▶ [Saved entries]
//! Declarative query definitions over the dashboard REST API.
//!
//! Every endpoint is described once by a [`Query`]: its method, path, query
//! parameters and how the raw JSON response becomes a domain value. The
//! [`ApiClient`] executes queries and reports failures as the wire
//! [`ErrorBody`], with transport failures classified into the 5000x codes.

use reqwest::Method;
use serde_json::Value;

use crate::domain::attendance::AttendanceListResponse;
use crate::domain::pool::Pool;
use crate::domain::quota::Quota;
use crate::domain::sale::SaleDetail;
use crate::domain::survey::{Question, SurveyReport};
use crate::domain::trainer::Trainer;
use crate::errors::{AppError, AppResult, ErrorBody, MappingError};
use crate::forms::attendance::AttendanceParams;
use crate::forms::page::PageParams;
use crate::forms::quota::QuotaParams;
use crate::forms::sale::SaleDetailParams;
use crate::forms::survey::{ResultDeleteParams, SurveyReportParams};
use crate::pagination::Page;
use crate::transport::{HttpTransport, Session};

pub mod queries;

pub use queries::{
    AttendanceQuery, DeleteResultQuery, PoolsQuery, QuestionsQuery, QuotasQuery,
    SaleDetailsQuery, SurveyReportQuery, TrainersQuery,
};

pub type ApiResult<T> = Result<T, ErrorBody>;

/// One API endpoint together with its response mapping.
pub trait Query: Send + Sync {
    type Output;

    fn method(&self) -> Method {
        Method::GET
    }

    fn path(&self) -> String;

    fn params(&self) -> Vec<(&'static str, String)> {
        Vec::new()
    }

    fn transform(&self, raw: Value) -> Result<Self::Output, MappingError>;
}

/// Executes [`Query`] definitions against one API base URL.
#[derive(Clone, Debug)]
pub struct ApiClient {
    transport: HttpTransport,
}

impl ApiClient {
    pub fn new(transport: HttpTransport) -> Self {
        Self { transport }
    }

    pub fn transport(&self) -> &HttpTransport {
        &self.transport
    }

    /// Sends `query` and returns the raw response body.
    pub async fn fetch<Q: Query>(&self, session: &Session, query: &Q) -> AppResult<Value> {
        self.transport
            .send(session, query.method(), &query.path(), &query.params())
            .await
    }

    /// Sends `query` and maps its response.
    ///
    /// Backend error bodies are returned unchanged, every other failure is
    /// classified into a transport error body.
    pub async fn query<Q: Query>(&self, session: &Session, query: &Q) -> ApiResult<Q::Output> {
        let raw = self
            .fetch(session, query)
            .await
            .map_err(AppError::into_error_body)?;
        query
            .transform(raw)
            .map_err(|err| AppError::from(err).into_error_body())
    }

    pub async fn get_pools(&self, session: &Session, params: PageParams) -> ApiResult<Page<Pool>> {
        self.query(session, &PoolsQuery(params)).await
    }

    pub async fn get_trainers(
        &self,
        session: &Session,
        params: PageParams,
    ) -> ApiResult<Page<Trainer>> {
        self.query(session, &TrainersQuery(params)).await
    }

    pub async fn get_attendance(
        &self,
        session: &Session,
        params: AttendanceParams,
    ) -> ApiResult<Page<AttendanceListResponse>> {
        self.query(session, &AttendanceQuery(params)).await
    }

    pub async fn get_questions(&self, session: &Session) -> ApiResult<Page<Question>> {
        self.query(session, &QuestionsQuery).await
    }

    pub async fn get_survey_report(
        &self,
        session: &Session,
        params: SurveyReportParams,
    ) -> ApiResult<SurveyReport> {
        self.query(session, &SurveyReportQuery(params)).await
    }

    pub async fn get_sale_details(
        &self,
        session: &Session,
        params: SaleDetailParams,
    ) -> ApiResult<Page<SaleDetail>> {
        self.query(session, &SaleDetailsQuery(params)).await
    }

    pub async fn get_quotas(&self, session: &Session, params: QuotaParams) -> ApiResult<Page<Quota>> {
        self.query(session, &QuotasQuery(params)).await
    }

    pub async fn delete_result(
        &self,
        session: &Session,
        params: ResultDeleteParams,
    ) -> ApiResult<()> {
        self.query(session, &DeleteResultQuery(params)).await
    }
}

* * *

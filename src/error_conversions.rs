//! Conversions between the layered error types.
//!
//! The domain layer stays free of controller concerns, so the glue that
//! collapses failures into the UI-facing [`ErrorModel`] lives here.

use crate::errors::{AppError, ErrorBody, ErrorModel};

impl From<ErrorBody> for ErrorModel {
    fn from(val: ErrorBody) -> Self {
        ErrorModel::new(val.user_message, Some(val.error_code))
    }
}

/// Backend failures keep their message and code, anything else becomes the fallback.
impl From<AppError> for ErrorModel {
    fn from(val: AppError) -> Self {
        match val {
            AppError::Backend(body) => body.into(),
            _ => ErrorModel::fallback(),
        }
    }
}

▶ [ABOUT THIS EXERCISE] Among the records above, how many lines contain the word "transform"? Answer with the number by itself.

▶ [EXERCISE SOLUTION] 2